• Work instructions:
Scan the entries below for the word "limit". Copy each line that has it.
---- Task inputs
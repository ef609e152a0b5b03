//! Peer identities.

use std::fmt;
use std::str::FromStr;

use serde::de::Error as _;
use serde::{Deserialize, Deserializer, Serialize, Serializer};
use thiserror::Error;

/// Length of a compressed public key identifying a peer.
pub const PEER_ID_LEN: usize = 33;

/// A peer's node key (33-byte compressed public key).
///
/// Equality and hashing are byte-wise. The all-zero key is a sentinel
/// reserved for the default limit; it never identifies a real node.
#[derive(Clone, Copy, PartialEq, Eq, Hash, PartialOrd, Ord)]
pub struct PeerId([u8; PEER_ID_LEN]);

impl PeerId {
    /// Sentinel key under which the default limit is stored.
    pub const DEFAULT: Self = Self([0; PEER_ID_LEN]);

    #[must_use]
    pub const fn new(bytes: [u8; PEER_ID_LEN]) -> Self {
        Self(bytes)
    }

    /// Build a peer id from a byte slice, checking the length.
    pub fn from_bytes(bytes: &[u8]) -> Result<Self, PeerIdError> {
        let bytes: [u8; PEER_ID_LEN] = bytes
            .try_into()
            .map_err(|_| PeerIdError::InvalidLength(bytes.len()))?;
        Ok(Self(bytes))
    }

    #[must_use]
    pub const fn as_bytes(&self) -> &[u8; PEER_ID_LEN] {
        &self.0
    }

    /// Whether this is the default-limit sentinel.
    #[must_use]
    pub fn is_default(&self) -> bool {
        *self == Self::DEFAULT
    }
}

impl fmt::Display for PeerId {
    fn fmt(&self, f: &mut fmt::Formatter<'_>) -> fmt::Result {
        f.write_str(&hex::encode(self.0))
    }
}

impl fmt::Debug for PeerId {
    fn fmt(&self, f: &mut fmt::Formatter<'_>) -> fmt::Result {
        write!(f, "PeerId({self})")
    }
}

impl FromStr for PeerId {
    type Err = PeerIdError;

    fn from_str(s: &str) -> Result<Self, Self::Err> {
        let bytes = hex::decode(s)?;
        Self::from_bytes(&bytes)
    }
}

impl Serialize for PeerId {
    fn serialize<S: Serializer>(&self, serializer: S) -> Result<S::Ok, S::Error> {
        serializer.serialize_str(&self.to_string())
    }
}

impl<'de> Deserialize<'de> for PeerId {
    fn deserialize<D: Deserializer<'de>>(deserializer: D) -> Result<Self, D::Error> {
        let s = String::deserialize(deserializer)?;
        s.parse().map_err(D::Error::custom)
    }
}

/// Failure to parse a peer id.
#[derive(Debug, Error)]
pub enum PeerIdError {
    #[error("peer id must be {PEER_ID_LEN} bytes, got {0}")]
    InvalidLength(usize),

    #[error("invalid hex: {0}")]
    InvalidHex(#[from] hex::FromHexError),
}

#[cfg(test)]
mod tests {
    use super::*;

    #[test]
    fn hex_round_trip() {
        let mut bytes = [0u8; PEER_ID_LEN];
        bytes[0] = 0x02;
        bytes[32] = 0xff;
        let peer = PeerId::new(bytes);

        let hex = peer.to_string();
        assert_eq!(hex.len(), 66);
        assert_eq!(hex.parse::<PeerId>().unwrap(), peer);
    }

    #[test]
    fn rejects_bad_input() {
        assert!("02abcd".parse::<PeerId>().is_err());
        assert!("zz".repeat(33).parse::<PeerId>().is_err());
    }

    #[test]
    fn default_sentinel() {
        assert!(PeerId::DEFAULT.is_default());
        assert_eq!(PeerId::DEFAULT.to_string(), "00".repeat(33));

        let mut bytes = [0u8; PEER_ID_LEN];
        bytes[5] = 1;
        assert!(!PeerId::new(bytes).is_default());
    }

    #[test]
    fn serde_as_hex_string() {
        let peer: PeerId = "02".repeat(33).parse().unwrap();
        let json = serde_json::to_string(&peer).unwrap();
        assert_eq!(json, format!("\"{}\"", "02".repeat(33)));
        assert_eq!(serde_json::from_str::<PeerId>(&json).unwrap(), peer);
    }
}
--------
• Response:
/// reserved for the default limit; it never identifies a real node.
    /// Sentinel key under which the default limit is stored.
    /// Whether this is the default-limit sentinel.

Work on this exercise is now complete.